On s'assied au St Rémi, café néo-parisien à la décoration Art déco des années trente implanté en province dans le seul et unique but de faire découvrir aux paysans les escaliers à rambarde noire et or et les lustres à pendentifs de cristal Swarovski.
- Deux cafés, dit-elle.
Appel de P, je réponds :
- Oui ?
- Qu'est-ce que tu fais ?
- Je bois mon premier café de la matinée avec Marine, ensuite on va chez Anna et après je ne sais pas trop, je ne fais rien.
- Il est seize heures, dit-elle d'un ton qui se veut réprobateur mais pas trop.
- Tu veux venir ?
- Gribouille doit aller chez le vétérinaire, elle feint trop mal et elle sait que je le sais.
- Pourquoi parles-tu toujours de ton caniche comme si c'était un être humain ?
- Ce n'est pas un caniche, elle rit, je ris.
- On se voit tout à l'heure chez Éloïse ?
- C'est un bichon milanais croisé coton de tuléard.
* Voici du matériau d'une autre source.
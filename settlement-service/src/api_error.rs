use axum::{
    http::{HeaderValue, StatusCode},
    response::{IntoResponse, Response},
    Json,
};
use serde::Serialize;

#[derive(Serialize, Debug)]
pub struct ErrorBody {
    pub code: String,
    #[serde(skip_serializing_if = "Option::is_none")]
    pub message: Option<String>,
}

/// Error surface of the order API. Maps the lifecycle taxonomy onto HTTP:
/// validation 400, unknown merchant/order 404, bad webhook signature 401,
/// upstream gateway failure 502.
#[derive(Debug)]
pub enum ApiError {
    Validation { message: String },
    NotFound { code: &'static str },
    Unauthorized { code: &'static str },
    Gateway { message: String },
    Internal { message: Option<String> },
}

impl ApiError {
    pub fn validation(message: impl Into<String>) -> Self {
        Self::Validation {
            message: message.into(),
        }
    }

    pub fn not_found(code: &'static str) -> Self {
        Self::NotFound { code }
    }

    pub fn gateway(message: impl Into<String>) -> Self {
        Self::Gateway {
            message: message.into(),
        }
    }

    pub fn internal<E: std::fmt::Display>(err: E) -> Self {
        Self::Internal {
            message: Some(err.to_string()),
        }
    }
}

impl IntoResponse for ApiError {
    fn into_response(self) -> Response {
        let (status, body, error_code) = match self {
            ApiError::Validation { message } => (
                StatusCode::BAD_REQUEST,
                ErrorBody {
                    code: "validation_error".into(),
                    message: Some(message),
                },
                "validation_error",
            ),
            ApiError::NotFound { code } => (
                StatusCode::NOT_FOUND,
                ErrorBody {
                    code: code.into(),
                    message: None,
                },
                code,
            ),
            ApiError::Unauthorized { code } => (
                StatusCode::UNAUTHORIZED,
                ErrorBody {
                    code: code.into(),
                    message: None,
                },
                code,
            ),
            ApiError::Gateway { message } => (
                StatusCode::BAD_GATEWAY,
                ErrorBody {
                    code: "gateway_error".into(),
                    message: Some(message),
                },
                "gateway_error",
            ),
            ApiError::Internal { message } => (
                StatusCode::INTERNAL_SERVER_ERROR,
                ErrorBody {
                    code: "internal_error".into(),
                    message,
                },
                "internal_error",
            ),
        };
        let mut resp = (status, Json(body)).into_response();
        if let Ok(val) = HeaderValue::from_str(error_code) {
            resp.headers_mut().insert("X-Error-Code", val);
        }
        resp
    }
}

pub type ApiResult<T> = Result<T, ApiError>;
Je croyais que vous alliez chez Anna...
- Euh... oui, c'est ça, chez Anna, excuse-moi, je raccroche brusquement sans trop savoir pourquoi au moment où la paire de Clubmaster solaires de A se plantent d'une façon assez exubérante devant notre table.
- On doit aller chez Anna, dis-je en regardant ailleurs comme pour éviter d'affronter la bête.
- Oh, vous partez déjà ? Je voulais me joindre à vous ! dit A qui paraissait presque déçu ; je sentais même son regard glacial au travers de ses verres teintés.
J'appelle E et lui donne rendez-vous chez Anna où nous nous rendons, laissant A tout seul avec son paquet de Gauloises blondes et le serveur puceau en excès de sébum.
Nous arrivons devant chez elle, c'est à dire derrière le Grand Théâtre, lorsqu'elle sort du hall d'entrée de son appartement ses talons préférés aux pieds, ceux qui scintillent et qui sont cloutés, un sac poubelle à la main.
- Depuis quand sors-tu les poubelles en talons hauts ? demande Marine, ébahie.
- Surtout : depuis quand sors-tu les poubelles ?! dis-je sans trop réellement poser la question.